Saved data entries
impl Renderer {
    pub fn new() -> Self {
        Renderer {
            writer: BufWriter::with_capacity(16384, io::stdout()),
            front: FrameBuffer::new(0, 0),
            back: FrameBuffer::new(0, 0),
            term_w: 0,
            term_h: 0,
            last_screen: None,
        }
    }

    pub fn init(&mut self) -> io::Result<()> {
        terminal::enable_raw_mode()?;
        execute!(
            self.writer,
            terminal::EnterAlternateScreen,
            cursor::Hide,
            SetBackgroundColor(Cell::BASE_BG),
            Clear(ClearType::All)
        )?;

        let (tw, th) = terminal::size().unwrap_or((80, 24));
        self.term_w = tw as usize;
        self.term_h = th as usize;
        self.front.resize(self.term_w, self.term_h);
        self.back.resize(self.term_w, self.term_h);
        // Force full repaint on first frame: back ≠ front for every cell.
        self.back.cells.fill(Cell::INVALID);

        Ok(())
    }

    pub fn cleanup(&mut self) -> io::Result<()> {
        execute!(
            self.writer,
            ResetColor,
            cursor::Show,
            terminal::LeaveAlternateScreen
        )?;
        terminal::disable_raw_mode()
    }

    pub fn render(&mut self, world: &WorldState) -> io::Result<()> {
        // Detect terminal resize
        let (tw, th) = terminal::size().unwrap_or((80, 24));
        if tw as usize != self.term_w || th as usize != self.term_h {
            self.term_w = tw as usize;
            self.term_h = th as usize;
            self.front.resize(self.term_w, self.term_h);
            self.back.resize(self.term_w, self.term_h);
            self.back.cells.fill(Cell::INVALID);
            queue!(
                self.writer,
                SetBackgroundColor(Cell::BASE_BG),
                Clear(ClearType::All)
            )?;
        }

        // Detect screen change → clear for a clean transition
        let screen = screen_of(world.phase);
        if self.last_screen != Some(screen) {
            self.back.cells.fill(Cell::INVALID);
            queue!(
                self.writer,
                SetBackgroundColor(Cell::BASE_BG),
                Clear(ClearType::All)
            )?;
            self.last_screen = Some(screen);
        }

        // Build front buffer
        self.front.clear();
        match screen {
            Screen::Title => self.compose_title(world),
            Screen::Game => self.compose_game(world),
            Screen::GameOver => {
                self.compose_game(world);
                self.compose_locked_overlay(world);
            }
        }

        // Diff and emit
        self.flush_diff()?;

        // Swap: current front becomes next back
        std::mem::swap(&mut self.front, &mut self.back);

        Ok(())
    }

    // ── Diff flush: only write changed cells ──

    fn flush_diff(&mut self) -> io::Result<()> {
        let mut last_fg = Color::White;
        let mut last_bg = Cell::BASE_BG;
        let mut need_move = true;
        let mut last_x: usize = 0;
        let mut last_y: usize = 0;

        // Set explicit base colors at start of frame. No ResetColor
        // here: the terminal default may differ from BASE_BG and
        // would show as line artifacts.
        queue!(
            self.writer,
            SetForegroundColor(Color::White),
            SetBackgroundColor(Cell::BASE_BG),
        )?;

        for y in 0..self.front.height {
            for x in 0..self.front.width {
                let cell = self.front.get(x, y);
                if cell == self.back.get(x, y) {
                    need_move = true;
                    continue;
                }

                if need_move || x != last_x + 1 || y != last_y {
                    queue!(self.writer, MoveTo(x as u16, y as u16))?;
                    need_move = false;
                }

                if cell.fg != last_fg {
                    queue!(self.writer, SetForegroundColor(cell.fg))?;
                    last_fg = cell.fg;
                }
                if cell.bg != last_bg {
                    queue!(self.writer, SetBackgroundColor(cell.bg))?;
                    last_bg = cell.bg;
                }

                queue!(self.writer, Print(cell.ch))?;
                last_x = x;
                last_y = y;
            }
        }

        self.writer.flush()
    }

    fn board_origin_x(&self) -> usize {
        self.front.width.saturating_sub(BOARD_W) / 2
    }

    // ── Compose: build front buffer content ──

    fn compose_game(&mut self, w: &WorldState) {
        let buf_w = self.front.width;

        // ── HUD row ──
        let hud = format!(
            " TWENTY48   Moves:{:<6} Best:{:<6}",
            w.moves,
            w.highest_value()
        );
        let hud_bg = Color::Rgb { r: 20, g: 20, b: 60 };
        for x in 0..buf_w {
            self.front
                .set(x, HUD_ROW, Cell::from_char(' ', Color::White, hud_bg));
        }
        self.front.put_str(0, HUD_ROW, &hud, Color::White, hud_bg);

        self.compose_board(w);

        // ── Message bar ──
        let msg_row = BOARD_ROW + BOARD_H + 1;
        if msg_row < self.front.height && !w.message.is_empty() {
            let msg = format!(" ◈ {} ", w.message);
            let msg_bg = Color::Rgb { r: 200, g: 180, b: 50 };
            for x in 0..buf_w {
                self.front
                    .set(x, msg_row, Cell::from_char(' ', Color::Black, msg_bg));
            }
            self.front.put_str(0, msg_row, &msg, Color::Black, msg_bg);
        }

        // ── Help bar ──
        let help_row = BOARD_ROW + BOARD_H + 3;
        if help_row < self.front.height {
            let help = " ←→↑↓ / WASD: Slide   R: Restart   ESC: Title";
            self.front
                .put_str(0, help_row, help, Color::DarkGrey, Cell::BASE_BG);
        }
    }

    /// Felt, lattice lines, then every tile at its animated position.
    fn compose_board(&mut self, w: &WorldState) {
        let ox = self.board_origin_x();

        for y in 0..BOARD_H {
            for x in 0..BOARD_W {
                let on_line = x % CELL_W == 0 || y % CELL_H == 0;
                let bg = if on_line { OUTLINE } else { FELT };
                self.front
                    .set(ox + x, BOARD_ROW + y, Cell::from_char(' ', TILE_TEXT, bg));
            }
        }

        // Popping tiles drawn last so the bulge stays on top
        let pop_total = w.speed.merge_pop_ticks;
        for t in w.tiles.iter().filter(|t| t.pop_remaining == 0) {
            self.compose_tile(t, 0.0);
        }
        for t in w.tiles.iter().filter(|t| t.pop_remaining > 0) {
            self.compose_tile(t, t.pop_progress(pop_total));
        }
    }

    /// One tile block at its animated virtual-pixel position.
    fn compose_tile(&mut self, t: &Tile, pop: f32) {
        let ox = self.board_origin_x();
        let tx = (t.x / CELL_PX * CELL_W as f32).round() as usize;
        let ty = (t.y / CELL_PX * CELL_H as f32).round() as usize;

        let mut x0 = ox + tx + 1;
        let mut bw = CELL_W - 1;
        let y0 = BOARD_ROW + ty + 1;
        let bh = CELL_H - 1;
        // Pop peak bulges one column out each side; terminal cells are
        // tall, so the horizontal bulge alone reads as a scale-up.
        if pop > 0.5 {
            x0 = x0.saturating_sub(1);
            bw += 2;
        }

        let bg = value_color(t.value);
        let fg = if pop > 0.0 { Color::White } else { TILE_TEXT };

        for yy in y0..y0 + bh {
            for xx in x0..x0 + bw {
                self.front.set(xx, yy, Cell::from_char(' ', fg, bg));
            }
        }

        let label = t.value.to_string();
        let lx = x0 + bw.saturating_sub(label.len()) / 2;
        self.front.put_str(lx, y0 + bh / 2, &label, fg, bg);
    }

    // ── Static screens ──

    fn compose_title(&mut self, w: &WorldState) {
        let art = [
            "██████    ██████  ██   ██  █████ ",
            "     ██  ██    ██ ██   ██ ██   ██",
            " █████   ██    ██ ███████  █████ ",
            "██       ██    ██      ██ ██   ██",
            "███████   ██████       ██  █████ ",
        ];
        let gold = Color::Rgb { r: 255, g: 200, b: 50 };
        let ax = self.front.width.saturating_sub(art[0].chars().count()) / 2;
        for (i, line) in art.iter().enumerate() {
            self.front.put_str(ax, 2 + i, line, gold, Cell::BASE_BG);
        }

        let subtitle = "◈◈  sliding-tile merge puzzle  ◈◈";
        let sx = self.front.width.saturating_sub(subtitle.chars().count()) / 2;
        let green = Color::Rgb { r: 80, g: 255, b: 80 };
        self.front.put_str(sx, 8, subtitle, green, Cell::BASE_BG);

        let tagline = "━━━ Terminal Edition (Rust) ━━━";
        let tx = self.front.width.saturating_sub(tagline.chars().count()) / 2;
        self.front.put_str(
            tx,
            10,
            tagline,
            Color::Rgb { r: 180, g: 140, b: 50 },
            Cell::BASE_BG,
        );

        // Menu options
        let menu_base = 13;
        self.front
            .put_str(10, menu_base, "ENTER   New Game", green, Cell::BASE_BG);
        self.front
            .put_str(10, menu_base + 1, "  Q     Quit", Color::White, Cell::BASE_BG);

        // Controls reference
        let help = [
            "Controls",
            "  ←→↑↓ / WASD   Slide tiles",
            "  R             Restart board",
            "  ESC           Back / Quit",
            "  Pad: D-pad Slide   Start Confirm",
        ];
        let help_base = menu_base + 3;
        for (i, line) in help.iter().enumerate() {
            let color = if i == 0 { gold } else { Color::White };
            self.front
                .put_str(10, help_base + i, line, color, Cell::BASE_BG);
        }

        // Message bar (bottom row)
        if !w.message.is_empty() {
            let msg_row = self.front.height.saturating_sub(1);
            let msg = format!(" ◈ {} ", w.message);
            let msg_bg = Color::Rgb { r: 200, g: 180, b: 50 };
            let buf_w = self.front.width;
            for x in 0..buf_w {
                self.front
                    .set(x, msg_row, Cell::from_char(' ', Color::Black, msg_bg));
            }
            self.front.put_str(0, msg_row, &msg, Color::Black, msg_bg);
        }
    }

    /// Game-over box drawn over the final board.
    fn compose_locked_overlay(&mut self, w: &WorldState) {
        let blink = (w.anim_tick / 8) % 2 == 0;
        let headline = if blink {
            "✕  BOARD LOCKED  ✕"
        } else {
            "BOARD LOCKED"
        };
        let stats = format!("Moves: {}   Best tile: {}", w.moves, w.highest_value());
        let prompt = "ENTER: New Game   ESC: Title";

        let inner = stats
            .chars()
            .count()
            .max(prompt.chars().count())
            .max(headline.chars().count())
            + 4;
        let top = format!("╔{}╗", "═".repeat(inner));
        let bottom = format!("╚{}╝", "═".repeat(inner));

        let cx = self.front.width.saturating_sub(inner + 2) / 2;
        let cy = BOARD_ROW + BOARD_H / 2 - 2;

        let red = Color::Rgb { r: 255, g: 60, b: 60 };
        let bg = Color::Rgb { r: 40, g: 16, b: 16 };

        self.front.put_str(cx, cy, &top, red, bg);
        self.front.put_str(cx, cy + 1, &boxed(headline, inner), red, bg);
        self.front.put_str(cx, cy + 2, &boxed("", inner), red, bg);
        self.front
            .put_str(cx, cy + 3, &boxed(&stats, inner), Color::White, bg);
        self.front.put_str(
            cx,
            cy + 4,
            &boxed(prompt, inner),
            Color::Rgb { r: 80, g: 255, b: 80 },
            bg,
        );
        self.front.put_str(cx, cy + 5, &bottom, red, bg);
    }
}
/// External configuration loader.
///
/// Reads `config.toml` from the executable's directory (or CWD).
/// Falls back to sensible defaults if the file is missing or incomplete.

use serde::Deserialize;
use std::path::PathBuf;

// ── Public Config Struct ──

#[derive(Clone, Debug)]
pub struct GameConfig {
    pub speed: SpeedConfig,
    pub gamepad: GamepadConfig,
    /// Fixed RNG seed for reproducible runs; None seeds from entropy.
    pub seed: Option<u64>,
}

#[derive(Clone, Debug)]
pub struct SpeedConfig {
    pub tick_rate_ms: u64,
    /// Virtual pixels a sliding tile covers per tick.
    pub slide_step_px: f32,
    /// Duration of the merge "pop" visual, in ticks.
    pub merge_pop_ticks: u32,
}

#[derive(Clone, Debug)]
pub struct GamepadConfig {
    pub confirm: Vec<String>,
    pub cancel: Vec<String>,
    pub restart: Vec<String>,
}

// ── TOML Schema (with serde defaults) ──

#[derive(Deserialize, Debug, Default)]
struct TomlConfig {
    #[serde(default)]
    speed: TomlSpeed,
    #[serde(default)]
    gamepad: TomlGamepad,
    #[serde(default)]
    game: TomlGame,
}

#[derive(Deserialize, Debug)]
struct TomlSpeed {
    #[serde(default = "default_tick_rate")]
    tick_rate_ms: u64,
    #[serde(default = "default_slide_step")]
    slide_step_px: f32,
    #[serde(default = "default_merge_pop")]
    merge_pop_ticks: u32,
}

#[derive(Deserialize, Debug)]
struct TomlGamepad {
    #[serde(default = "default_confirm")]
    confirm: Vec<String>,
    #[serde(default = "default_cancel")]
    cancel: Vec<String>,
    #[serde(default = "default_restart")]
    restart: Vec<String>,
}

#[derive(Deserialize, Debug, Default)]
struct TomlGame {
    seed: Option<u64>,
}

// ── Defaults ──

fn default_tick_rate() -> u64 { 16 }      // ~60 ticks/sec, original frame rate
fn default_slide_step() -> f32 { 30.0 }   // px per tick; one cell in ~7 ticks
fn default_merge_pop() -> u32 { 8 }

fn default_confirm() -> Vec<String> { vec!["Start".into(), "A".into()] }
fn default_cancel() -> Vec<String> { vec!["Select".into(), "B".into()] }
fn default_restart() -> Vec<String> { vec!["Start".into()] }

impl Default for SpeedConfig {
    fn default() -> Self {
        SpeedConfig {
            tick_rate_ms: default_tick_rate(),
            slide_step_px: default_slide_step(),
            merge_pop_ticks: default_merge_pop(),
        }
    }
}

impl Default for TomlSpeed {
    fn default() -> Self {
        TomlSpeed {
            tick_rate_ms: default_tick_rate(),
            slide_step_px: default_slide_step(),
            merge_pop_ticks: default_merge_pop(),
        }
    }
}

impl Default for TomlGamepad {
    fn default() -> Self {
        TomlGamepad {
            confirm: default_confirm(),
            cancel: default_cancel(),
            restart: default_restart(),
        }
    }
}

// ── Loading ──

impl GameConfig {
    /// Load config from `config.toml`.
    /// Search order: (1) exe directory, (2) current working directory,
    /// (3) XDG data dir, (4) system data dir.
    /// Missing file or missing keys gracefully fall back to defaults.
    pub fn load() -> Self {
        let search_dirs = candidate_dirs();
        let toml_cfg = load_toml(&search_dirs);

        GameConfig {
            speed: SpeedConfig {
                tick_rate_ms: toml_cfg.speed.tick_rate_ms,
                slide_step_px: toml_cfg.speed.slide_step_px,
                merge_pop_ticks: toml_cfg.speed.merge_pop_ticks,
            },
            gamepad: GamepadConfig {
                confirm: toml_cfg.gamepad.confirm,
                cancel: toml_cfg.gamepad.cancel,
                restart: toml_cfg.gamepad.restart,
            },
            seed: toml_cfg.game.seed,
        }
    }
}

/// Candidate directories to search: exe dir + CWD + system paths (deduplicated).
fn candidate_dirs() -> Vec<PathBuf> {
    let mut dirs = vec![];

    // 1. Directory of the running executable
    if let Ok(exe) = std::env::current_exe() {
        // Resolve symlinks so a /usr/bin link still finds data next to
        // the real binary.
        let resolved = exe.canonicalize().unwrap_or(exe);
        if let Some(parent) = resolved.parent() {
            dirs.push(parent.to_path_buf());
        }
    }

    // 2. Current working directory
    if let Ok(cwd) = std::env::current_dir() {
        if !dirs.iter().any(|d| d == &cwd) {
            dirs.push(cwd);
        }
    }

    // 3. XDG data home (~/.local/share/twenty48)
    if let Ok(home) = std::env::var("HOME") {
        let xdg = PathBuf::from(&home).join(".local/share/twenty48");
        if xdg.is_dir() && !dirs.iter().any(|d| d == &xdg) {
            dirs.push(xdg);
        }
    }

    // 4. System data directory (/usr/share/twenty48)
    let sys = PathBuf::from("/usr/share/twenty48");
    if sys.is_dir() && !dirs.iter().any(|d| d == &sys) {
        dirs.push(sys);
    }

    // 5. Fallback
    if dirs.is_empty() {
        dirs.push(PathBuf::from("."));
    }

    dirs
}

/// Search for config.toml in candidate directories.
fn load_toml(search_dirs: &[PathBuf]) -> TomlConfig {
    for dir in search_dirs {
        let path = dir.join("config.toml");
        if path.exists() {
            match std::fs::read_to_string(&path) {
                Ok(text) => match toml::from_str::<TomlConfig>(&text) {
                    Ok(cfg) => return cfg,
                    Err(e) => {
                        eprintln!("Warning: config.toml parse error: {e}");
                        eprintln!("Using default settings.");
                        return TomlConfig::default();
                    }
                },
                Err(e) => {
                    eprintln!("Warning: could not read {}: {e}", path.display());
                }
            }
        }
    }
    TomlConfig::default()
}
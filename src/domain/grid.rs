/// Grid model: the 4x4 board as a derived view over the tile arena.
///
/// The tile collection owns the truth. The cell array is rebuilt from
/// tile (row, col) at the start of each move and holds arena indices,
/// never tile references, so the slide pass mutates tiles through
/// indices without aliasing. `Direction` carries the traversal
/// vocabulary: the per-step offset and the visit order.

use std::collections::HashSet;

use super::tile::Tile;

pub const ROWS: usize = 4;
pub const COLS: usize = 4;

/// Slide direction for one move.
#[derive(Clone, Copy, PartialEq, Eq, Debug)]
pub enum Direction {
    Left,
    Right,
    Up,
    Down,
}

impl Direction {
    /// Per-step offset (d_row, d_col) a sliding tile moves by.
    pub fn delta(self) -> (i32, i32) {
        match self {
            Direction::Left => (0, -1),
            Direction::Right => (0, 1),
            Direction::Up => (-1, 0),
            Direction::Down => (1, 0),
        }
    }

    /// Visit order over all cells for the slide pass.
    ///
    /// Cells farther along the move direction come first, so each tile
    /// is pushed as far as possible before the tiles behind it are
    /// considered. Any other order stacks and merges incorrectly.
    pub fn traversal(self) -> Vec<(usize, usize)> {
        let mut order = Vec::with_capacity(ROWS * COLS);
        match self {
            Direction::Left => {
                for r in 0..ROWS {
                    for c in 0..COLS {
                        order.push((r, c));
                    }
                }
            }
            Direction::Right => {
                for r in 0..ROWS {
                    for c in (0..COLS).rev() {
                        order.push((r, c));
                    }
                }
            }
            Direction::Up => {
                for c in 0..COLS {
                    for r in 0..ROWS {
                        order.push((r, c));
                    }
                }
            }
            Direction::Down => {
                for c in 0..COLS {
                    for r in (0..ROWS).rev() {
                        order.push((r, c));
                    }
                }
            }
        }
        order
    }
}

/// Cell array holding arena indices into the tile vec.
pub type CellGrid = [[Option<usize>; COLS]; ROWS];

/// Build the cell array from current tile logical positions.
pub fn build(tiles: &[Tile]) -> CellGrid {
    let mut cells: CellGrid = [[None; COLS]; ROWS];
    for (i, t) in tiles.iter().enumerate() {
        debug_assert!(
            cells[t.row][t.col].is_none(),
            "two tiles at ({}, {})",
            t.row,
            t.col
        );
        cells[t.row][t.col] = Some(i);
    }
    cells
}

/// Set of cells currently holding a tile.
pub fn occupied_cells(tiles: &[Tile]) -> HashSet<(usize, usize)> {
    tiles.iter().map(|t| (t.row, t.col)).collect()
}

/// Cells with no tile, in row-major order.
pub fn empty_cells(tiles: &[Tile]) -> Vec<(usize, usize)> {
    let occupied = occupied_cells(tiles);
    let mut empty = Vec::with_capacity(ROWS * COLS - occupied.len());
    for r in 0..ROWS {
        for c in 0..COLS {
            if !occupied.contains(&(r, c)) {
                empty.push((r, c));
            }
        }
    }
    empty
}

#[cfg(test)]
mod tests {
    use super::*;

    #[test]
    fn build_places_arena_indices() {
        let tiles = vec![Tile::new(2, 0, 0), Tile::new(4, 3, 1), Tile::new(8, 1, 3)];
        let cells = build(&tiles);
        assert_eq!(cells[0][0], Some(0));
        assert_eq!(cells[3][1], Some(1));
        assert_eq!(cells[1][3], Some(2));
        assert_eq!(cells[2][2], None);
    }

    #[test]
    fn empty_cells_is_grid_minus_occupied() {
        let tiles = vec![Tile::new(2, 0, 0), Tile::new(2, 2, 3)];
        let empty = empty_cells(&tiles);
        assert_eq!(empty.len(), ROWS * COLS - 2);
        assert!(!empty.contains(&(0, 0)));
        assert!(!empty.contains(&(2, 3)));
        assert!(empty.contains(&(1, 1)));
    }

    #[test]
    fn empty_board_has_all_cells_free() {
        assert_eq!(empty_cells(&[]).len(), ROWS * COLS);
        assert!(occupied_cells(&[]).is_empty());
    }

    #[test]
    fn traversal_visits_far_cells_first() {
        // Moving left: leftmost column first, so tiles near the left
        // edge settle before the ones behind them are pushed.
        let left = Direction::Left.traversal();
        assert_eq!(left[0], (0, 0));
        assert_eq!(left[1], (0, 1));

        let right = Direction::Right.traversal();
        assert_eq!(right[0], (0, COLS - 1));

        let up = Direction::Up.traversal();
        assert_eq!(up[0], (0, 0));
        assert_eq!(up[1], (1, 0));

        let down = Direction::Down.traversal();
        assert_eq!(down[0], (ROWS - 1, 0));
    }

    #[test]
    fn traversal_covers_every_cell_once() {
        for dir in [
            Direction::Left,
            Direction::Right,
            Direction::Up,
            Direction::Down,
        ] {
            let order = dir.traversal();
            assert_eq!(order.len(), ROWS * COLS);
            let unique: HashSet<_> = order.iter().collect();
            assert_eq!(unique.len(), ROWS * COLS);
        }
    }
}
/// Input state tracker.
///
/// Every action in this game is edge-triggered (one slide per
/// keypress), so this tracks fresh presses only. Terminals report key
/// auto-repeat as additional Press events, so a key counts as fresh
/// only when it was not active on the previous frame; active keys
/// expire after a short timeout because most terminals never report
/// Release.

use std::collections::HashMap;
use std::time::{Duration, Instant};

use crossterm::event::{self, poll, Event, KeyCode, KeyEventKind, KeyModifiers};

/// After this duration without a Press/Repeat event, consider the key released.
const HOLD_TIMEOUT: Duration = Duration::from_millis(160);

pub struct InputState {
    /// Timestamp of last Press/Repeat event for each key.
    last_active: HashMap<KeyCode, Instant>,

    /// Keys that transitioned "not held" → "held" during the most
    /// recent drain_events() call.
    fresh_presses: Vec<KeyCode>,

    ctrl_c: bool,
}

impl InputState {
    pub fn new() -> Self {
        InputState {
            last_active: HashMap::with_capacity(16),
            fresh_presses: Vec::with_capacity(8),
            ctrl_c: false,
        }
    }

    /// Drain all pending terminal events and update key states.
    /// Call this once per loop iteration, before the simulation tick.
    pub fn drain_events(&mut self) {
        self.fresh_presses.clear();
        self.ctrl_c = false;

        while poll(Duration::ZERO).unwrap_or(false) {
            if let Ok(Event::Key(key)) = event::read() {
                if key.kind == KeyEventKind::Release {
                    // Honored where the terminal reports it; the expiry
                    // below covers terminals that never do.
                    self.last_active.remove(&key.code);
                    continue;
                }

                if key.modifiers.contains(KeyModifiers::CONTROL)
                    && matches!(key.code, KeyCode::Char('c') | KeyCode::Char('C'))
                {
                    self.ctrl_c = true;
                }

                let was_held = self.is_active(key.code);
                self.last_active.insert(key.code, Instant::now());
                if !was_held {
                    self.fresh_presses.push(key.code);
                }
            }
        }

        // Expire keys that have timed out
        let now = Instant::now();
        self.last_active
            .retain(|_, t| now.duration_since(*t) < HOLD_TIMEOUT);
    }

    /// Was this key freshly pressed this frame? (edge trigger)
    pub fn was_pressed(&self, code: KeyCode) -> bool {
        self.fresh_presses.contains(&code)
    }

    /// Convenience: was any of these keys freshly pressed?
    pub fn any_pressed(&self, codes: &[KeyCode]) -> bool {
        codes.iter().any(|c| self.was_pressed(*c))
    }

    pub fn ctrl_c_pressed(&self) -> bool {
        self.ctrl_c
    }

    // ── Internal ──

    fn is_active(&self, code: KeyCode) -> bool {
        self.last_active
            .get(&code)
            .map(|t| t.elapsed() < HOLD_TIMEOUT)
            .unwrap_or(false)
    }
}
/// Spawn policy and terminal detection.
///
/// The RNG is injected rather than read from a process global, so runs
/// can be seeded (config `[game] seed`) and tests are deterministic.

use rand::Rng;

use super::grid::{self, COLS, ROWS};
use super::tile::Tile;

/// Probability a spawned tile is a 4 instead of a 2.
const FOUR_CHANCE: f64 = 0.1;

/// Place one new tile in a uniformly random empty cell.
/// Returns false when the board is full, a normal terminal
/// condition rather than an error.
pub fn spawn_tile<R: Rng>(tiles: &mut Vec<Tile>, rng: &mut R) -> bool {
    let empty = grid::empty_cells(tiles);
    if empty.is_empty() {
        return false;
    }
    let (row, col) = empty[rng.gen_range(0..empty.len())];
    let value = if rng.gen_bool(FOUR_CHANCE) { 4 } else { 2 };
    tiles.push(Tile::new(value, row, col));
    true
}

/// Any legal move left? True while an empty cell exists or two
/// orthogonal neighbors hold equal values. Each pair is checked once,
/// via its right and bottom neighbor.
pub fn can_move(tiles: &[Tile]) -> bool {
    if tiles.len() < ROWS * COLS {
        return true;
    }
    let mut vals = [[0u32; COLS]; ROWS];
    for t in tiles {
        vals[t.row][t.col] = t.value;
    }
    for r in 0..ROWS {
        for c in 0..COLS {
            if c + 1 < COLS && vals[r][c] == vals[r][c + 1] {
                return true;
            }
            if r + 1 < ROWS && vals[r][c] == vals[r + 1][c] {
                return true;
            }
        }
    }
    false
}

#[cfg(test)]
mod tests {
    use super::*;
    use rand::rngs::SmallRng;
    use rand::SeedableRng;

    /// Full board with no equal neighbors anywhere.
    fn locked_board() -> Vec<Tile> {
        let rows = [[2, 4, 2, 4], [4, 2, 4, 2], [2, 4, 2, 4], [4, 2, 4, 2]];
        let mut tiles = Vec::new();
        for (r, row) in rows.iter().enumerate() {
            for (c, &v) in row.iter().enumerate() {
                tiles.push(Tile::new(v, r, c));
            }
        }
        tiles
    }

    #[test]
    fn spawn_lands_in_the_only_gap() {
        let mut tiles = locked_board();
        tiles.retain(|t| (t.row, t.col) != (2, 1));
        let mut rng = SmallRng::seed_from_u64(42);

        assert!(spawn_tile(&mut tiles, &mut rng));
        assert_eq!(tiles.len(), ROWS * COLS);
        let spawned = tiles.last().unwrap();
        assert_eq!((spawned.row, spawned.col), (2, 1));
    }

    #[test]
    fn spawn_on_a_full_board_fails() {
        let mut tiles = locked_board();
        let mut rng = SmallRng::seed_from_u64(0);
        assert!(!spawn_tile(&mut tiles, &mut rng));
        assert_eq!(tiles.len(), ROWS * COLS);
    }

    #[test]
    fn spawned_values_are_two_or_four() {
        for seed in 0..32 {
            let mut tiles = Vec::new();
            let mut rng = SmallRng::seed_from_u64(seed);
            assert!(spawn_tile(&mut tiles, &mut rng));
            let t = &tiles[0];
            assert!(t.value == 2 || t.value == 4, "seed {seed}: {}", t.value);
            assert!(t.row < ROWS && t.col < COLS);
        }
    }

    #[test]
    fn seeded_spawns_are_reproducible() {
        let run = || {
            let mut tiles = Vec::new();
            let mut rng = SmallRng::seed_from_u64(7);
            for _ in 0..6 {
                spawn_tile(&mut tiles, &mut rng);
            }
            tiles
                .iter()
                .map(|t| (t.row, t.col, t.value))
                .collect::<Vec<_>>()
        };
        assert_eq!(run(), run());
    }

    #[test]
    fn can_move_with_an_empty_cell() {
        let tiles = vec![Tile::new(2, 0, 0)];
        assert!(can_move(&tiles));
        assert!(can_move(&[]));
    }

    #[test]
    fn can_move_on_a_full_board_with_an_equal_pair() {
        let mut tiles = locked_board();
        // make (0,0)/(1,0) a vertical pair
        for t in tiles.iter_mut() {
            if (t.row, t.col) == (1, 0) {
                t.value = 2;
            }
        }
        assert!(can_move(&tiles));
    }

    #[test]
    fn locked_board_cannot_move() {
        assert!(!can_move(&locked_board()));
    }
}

> [WHAT NEEDS TO BE DONE] The response must contain each line above that holds the string "enumerate".

> [RESPONSE BOX]
        for (i, line) in art.iter().enumerate() {
        for (i, line) in help.iter().enumerate() {
    for (i, t) in tiles.iter().enumerate() {
        for (r, row) in rows.iter().enumerate() {
            for (c, &v) in row.iter().enumerate() {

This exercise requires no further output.